(Entries provided Opens)

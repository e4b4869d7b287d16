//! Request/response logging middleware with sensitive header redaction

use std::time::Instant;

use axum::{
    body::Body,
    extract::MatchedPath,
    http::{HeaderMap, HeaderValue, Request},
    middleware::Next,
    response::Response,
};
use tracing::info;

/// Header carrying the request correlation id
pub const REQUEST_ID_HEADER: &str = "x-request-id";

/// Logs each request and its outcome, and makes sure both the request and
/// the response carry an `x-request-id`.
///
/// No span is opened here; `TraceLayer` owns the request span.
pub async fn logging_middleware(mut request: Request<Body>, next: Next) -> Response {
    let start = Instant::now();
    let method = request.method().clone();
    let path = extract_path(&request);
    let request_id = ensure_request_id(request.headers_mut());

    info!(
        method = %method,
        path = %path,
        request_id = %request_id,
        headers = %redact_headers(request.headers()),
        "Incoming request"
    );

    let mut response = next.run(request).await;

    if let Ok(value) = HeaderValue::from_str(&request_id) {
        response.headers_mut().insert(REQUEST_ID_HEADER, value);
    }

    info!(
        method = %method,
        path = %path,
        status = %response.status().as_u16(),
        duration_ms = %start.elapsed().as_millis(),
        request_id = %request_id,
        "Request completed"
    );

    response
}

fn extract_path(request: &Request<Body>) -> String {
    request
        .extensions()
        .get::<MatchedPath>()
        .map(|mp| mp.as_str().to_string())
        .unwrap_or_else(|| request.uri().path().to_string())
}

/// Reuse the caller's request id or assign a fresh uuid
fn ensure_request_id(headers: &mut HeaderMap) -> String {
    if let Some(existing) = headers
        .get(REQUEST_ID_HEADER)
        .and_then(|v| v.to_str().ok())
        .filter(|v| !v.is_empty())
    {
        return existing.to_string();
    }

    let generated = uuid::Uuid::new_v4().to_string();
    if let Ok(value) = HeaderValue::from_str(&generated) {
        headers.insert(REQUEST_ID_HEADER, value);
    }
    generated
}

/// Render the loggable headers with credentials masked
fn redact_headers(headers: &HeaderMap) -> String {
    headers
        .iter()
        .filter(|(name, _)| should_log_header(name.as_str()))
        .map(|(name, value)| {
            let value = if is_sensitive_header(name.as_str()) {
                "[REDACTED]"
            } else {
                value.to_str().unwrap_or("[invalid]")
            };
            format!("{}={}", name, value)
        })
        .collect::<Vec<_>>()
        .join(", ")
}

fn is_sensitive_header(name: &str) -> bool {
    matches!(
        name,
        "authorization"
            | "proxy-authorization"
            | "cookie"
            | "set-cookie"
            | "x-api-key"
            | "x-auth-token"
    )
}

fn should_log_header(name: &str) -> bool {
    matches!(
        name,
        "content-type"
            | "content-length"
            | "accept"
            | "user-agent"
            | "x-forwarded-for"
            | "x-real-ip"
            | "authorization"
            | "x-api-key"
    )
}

(Entries provided Closes)
(Entries provided Opens)

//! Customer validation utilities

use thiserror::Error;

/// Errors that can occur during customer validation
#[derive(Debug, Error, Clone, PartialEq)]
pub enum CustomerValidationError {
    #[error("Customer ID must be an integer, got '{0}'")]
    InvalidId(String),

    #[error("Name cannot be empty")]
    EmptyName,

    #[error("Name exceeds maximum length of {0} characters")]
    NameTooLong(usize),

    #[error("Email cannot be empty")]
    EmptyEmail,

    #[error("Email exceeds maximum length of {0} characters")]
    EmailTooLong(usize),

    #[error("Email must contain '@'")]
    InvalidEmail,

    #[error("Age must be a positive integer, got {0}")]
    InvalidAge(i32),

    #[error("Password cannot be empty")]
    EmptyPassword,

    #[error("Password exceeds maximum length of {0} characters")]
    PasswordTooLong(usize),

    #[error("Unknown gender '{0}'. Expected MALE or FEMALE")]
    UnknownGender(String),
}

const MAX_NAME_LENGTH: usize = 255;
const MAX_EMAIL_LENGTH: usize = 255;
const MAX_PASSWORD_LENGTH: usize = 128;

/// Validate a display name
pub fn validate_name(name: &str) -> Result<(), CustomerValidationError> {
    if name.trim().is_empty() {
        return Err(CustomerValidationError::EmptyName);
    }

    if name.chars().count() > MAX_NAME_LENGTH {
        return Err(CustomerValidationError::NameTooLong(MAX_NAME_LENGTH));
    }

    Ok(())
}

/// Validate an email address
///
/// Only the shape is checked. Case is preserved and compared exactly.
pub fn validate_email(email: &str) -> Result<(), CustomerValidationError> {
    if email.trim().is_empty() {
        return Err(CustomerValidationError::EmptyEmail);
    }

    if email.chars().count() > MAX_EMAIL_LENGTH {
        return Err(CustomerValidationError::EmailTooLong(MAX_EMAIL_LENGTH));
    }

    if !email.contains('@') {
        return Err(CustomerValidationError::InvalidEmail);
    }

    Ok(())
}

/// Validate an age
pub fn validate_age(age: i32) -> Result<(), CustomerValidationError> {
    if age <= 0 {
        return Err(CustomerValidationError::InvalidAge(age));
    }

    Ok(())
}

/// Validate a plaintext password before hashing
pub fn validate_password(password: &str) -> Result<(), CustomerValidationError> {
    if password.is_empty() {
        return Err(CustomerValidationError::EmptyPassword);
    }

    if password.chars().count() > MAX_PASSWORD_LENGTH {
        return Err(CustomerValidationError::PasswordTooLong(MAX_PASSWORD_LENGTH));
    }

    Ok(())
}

(Entries provided Closes)
(Entries provided Opens)

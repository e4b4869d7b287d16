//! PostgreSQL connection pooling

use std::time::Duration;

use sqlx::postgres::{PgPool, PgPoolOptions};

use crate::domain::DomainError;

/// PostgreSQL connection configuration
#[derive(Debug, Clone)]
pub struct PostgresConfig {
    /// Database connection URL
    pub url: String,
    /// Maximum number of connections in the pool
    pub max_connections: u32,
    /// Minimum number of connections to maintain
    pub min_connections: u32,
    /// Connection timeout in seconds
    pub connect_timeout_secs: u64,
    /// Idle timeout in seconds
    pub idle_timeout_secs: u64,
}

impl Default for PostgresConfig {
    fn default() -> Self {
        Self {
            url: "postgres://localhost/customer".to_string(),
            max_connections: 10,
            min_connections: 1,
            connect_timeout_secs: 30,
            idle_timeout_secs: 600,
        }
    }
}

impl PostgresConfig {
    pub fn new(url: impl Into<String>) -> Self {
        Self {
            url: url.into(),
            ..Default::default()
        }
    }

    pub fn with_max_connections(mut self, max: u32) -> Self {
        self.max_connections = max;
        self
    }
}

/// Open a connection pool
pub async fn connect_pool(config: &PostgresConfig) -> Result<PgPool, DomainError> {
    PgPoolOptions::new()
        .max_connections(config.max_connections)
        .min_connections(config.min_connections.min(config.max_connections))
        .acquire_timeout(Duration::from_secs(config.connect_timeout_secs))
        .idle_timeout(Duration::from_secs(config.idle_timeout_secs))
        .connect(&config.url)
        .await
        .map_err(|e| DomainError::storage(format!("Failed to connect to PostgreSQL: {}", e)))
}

(Entries provided Closes)

__Exercise instructions__. You are asked to count the lines of the records above in which the word "NameTooLong" occurs, and to give only that number.

__Exercise answer__. 2